▸ Directions for this task
With the records below as your source, retype each line exactly from the top down to the line that contains "impl fmt::Display for", and include that line.

-- Exercise data follows --

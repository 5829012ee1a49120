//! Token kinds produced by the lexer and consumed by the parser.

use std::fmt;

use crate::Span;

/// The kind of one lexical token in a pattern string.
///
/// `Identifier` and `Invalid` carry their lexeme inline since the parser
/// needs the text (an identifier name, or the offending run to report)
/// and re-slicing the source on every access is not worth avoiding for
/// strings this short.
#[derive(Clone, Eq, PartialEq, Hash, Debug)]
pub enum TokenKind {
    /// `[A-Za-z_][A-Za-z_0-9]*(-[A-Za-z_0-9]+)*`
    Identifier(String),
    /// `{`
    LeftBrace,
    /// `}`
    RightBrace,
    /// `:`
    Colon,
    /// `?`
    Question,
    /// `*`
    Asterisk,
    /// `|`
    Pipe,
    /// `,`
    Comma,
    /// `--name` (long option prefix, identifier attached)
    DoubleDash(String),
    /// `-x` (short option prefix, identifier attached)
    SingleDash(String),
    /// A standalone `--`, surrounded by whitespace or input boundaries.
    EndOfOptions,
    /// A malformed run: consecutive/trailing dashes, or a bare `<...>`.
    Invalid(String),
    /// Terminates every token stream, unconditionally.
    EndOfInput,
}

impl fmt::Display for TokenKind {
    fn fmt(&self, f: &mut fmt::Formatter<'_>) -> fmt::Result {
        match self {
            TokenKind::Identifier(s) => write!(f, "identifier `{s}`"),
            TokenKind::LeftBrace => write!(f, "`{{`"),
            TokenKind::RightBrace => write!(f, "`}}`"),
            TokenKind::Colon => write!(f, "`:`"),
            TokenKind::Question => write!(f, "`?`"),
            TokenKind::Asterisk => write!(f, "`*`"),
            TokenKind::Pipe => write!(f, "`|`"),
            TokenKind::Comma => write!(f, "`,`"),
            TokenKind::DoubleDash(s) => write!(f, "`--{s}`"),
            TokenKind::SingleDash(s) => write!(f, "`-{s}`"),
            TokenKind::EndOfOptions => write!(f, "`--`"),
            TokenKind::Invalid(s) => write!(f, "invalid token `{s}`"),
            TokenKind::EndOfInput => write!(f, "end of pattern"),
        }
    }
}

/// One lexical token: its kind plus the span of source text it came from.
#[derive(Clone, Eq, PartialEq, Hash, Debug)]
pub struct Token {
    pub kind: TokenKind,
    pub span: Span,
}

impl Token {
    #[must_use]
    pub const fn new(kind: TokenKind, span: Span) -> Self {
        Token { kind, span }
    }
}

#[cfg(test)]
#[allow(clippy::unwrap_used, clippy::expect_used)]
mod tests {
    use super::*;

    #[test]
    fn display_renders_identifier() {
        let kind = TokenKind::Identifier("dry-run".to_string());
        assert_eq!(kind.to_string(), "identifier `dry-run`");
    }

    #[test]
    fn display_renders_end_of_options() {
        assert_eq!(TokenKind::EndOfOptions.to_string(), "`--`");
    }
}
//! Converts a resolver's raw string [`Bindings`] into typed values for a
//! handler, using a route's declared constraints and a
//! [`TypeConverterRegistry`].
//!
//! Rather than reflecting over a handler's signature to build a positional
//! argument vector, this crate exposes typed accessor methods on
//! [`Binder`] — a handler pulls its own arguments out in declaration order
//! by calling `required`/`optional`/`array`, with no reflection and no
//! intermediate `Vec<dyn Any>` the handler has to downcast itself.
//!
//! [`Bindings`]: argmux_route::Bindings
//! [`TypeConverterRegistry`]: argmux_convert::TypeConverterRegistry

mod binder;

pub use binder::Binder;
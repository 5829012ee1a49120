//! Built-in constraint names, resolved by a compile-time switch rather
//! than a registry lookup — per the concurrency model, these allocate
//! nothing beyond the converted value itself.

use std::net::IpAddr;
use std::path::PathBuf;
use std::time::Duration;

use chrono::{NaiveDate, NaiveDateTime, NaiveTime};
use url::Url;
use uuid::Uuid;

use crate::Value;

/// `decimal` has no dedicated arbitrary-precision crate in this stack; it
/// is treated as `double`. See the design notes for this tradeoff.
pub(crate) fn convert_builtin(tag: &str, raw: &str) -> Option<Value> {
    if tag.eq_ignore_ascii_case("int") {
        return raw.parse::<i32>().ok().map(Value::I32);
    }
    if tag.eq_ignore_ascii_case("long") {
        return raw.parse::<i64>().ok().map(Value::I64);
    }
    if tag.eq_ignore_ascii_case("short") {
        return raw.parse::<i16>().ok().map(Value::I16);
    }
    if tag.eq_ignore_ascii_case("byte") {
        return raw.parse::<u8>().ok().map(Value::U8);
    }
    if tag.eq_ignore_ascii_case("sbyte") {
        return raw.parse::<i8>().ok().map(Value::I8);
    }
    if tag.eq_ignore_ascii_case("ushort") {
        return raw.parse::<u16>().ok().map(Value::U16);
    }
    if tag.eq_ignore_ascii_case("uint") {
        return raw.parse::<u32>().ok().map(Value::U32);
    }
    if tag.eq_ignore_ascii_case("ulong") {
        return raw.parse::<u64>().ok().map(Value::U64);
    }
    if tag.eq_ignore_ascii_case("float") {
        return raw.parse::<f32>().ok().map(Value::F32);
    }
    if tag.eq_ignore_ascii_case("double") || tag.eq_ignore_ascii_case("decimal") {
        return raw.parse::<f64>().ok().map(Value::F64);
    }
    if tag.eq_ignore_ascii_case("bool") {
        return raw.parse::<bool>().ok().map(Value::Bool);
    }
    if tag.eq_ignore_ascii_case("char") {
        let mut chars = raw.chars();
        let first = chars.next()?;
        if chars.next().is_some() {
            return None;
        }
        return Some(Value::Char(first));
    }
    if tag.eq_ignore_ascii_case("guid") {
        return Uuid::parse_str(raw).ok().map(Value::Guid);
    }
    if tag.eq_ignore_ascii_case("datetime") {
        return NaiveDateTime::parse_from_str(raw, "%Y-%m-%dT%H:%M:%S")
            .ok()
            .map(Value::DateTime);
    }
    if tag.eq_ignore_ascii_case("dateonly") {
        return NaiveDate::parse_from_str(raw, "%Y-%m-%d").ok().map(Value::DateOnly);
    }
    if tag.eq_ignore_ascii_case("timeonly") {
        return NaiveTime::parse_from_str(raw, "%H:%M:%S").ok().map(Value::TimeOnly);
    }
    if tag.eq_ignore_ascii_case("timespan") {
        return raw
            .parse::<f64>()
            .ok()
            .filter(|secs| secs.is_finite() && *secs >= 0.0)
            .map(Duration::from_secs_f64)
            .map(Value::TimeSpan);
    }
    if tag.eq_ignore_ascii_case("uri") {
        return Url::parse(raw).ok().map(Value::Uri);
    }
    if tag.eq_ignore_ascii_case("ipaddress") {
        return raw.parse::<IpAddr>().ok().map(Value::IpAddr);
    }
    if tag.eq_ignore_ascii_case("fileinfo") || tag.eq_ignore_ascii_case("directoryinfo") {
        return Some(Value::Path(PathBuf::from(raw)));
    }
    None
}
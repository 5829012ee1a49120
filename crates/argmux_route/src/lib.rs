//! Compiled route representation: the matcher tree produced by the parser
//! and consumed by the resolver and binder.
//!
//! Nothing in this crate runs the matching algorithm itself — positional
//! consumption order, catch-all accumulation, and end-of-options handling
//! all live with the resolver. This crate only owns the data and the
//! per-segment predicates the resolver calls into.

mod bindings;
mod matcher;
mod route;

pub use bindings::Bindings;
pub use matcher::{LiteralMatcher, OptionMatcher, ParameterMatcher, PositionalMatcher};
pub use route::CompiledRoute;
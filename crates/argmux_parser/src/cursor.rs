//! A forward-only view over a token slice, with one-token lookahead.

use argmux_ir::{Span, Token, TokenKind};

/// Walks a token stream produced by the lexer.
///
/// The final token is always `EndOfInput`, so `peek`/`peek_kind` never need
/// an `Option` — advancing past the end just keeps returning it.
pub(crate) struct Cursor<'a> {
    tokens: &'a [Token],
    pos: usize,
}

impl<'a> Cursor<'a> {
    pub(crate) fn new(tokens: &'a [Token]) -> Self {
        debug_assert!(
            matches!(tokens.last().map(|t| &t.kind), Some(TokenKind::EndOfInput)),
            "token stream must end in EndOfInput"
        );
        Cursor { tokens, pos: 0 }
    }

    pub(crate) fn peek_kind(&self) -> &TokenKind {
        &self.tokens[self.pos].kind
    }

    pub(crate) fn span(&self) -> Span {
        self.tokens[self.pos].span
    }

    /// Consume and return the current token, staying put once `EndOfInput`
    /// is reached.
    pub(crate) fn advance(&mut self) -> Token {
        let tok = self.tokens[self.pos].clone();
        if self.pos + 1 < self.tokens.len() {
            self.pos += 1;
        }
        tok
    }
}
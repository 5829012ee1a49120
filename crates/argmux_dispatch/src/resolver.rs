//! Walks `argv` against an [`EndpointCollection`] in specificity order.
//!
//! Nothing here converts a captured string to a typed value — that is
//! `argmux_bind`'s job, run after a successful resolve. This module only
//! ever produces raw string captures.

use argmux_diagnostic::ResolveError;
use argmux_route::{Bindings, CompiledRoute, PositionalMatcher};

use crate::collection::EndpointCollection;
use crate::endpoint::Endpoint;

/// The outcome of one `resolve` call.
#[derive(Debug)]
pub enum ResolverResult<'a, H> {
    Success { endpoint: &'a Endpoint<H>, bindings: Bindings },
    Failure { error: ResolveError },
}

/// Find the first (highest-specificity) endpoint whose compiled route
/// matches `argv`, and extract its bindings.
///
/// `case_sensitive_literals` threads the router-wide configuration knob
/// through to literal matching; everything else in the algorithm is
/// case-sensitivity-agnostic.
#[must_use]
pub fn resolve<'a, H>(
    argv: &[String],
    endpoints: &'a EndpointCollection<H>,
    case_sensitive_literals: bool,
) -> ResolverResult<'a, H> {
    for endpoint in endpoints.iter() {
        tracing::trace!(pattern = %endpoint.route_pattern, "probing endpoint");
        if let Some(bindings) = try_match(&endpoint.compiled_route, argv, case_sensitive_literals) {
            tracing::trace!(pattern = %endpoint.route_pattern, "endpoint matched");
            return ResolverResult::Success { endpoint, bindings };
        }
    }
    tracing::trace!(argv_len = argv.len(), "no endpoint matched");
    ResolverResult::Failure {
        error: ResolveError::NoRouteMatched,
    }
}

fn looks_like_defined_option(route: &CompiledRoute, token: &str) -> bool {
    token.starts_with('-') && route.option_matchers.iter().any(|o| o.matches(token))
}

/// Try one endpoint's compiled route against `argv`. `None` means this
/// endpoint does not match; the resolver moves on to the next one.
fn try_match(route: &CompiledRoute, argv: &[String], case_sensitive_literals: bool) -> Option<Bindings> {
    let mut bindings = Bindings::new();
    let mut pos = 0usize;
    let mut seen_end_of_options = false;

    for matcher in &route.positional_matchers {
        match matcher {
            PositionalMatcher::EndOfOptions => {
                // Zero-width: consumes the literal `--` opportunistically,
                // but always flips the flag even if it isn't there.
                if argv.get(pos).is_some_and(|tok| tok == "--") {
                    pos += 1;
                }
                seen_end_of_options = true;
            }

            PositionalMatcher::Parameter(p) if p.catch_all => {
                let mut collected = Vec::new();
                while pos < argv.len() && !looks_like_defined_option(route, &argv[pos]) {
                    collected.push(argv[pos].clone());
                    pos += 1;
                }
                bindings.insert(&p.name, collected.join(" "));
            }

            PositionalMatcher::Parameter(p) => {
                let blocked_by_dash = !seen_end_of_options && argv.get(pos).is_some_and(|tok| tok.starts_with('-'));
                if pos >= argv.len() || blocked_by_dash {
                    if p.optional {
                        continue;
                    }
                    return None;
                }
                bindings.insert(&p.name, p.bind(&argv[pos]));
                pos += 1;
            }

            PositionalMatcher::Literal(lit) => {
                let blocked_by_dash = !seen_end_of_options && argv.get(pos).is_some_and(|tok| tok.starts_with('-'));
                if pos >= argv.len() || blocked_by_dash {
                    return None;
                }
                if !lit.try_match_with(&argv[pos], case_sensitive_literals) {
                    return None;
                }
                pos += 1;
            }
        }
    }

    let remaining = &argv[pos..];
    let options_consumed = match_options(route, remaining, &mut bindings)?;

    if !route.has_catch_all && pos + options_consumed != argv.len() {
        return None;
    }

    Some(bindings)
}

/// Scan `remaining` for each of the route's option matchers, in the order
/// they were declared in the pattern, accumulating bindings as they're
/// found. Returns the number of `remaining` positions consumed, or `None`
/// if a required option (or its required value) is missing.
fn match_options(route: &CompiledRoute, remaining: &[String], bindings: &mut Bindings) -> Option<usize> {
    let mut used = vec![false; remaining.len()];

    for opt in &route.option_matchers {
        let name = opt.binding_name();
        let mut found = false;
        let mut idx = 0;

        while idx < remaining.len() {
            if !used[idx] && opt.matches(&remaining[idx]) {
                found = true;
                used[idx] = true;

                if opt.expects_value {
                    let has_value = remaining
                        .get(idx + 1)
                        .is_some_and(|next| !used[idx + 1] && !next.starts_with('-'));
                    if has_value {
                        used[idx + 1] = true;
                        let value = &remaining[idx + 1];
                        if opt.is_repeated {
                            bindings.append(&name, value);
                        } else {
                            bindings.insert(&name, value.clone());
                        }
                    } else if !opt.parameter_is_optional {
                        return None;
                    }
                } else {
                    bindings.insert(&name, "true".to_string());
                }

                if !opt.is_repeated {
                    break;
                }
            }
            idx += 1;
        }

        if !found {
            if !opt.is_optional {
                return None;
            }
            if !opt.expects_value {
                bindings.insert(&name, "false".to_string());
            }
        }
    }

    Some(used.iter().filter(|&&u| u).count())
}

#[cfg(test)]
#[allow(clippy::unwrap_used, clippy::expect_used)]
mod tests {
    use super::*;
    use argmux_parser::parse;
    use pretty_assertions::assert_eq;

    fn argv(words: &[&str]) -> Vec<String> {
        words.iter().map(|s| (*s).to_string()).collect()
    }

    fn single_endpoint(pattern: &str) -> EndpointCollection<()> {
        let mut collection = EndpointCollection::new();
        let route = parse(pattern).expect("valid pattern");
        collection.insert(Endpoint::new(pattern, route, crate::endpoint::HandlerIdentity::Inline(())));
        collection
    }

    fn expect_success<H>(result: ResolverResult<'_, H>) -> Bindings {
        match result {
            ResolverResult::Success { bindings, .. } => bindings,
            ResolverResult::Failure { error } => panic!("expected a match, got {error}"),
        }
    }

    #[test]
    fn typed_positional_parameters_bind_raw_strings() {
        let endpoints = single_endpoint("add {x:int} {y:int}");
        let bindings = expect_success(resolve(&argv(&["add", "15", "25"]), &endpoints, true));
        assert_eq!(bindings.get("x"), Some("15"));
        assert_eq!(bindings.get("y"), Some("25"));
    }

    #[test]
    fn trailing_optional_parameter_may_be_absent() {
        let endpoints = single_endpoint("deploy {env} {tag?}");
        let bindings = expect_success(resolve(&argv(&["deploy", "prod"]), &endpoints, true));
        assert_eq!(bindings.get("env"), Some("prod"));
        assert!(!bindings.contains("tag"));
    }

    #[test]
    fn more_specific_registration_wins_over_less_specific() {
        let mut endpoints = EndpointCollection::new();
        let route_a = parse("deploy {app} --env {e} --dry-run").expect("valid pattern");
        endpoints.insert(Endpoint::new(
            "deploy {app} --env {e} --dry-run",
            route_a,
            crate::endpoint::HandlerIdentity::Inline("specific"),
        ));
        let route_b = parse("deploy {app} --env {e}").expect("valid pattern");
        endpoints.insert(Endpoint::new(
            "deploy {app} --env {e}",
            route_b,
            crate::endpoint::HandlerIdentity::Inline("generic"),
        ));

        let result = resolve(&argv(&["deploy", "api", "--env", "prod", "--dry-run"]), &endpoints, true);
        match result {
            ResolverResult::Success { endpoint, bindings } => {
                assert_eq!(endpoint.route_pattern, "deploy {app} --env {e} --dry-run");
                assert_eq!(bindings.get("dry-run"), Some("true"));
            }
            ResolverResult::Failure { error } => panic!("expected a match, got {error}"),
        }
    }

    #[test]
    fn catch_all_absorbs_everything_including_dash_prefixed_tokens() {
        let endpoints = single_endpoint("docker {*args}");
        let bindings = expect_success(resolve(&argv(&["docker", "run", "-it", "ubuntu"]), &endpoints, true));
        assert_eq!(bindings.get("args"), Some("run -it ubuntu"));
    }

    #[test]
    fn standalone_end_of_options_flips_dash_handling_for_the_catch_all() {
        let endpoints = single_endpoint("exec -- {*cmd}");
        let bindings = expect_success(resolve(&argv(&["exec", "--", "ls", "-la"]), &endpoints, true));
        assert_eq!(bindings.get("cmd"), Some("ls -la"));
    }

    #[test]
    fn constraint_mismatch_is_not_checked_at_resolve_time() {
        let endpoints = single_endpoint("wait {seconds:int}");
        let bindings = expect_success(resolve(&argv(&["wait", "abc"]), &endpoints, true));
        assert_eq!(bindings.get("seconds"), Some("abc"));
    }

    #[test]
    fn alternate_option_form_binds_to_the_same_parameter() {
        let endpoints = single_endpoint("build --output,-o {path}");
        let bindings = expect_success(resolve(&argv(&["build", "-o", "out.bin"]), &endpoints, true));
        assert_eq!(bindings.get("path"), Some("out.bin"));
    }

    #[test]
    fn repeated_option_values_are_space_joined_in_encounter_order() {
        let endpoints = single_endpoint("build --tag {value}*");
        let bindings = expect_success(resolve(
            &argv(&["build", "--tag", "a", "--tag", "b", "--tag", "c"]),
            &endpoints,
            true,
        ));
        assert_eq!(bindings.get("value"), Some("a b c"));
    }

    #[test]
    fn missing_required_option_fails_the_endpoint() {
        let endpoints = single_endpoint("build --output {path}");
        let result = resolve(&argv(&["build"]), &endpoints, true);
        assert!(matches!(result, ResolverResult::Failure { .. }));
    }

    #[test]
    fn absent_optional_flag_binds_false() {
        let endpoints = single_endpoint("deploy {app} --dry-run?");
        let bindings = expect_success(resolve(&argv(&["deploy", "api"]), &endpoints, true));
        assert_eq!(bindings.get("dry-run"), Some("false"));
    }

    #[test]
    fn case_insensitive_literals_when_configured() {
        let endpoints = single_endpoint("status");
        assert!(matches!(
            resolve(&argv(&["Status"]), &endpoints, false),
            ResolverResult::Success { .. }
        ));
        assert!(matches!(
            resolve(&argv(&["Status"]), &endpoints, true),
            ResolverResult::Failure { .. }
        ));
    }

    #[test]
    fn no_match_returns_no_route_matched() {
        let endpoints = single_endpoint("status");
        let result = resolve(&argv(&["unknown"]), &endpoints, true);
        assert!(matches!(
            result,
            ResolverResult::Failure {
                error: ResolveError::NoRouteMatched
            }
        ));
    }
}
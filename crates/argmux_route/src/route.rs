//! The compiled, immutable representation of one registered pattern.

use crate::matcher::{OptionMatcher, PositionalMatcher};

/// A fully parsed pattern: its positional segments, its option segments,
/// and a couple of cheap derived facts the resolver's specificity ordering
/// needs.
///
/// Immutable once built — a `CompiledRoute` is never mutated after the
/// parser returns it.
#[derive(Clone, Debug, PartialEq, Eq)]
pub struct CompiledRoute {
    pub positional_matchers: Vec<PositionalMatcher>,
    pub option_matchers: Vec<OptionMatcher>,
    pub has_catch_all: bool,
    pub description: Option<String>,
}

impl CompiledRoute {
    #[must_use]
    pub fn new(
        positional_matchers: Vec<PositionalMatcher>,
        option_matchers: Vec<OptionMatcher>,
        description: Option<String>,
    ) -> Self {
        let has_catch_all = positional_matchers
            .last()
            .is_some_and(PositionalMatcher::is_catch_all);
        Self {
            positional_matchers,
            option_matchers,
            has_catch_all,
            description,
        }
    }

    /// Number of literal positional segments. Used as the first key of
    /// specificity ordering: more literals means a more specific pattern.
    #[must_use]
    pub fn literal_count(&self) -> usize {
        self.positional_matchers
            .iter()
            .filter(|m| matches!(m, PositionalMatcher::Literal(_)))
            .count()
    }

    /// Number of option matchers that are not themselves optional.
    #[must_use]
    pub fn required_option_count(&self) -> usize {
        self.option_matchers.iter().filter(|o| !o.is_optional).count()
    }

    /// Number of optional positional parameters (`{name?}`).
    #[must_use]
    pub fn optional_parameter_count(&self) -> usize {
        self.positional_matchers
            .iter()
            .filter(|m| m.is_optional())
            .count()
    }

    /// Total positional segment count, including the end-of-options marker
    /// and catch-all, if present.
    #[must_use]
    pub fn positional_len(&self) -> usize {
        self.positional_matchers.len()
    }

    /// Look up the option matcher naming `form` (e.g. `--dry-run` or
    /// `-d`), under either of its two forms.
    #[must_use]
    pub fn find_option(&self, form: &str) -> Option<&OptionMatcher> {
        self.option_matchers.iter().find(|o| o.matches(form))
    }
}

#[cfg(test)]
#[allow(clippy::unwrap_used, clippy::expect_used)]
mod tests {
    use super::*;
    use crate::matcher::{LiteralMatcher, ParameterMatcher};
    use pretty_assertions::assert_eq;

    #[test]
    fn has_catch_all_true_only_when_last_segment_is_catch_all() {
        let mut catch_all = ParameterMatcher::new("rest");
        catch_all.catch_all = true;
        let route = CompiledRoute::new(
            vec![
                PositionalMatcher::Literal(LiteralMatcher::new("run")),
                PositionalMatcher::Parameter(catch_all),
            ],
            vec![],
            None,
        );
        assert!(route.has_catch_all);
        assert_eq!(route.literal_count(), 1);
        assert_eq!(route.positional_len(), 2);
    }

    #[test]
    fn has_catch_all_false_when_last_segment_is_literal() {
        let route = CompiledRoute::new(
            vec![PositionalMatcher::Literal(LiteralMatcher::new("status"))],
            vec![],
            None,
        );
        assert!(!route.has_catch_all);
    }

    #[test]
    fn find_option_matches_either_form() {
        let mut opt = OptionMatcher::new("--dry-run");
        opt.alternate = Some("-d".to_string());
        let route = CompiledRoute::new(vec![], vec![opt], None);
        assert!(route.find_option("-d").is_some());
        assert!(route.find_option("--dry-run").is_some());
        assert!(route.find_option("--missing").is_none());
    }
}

-- Exercise data concluded --

▸ Task output
repository 5829012ee1a49120
//! Token kinds produced by the lexer and consumed by the parser.

use std::fmt;

use crate::Span;

/// The kind of one lexical token in a pattern string.
///
/// `Identifier` and `Invalid` carry their lexeme inline since the parser
/// needs the text (an identifier name, or the offending run to report)
/// and re-slicing the source on every access is not worth avoiding for
/// strings this short.
#[derive(Clone, Eq, PartialEq, Hash, Debug)]
pub enum TokenKind {
    /// `[A-Za-z_][A-Za-z_0-9]*(-[A-Za-z_0-9]+)*`
    Identifier(String),
    /// `{`
    LeftBrace,
    /// `}`
    RightBrace,
    /// `:`
    Colon,
    /// `?`
    Question,
    /// `*`
    Asterisk,
    /// `|`
    Pipe,
    /// `,`
    Comma,
    /// `--name` (long option prefix, identifier attached)
    DoubleDash(String),
    /// `-x` (short option prefix, identifier attached)
    SingleDash(String),
    /// A standalone `--`, surrounded by whitespace or input boundaries.
    EndOfOptions,
    /// A malformed run: consecutive/trailing dashes, or a bare `<...>`.
    Invalid(String),
    /// Terminates every token stream, unconditionally.
    EndOfInput,
}

impl fmt::Display for TokenKind {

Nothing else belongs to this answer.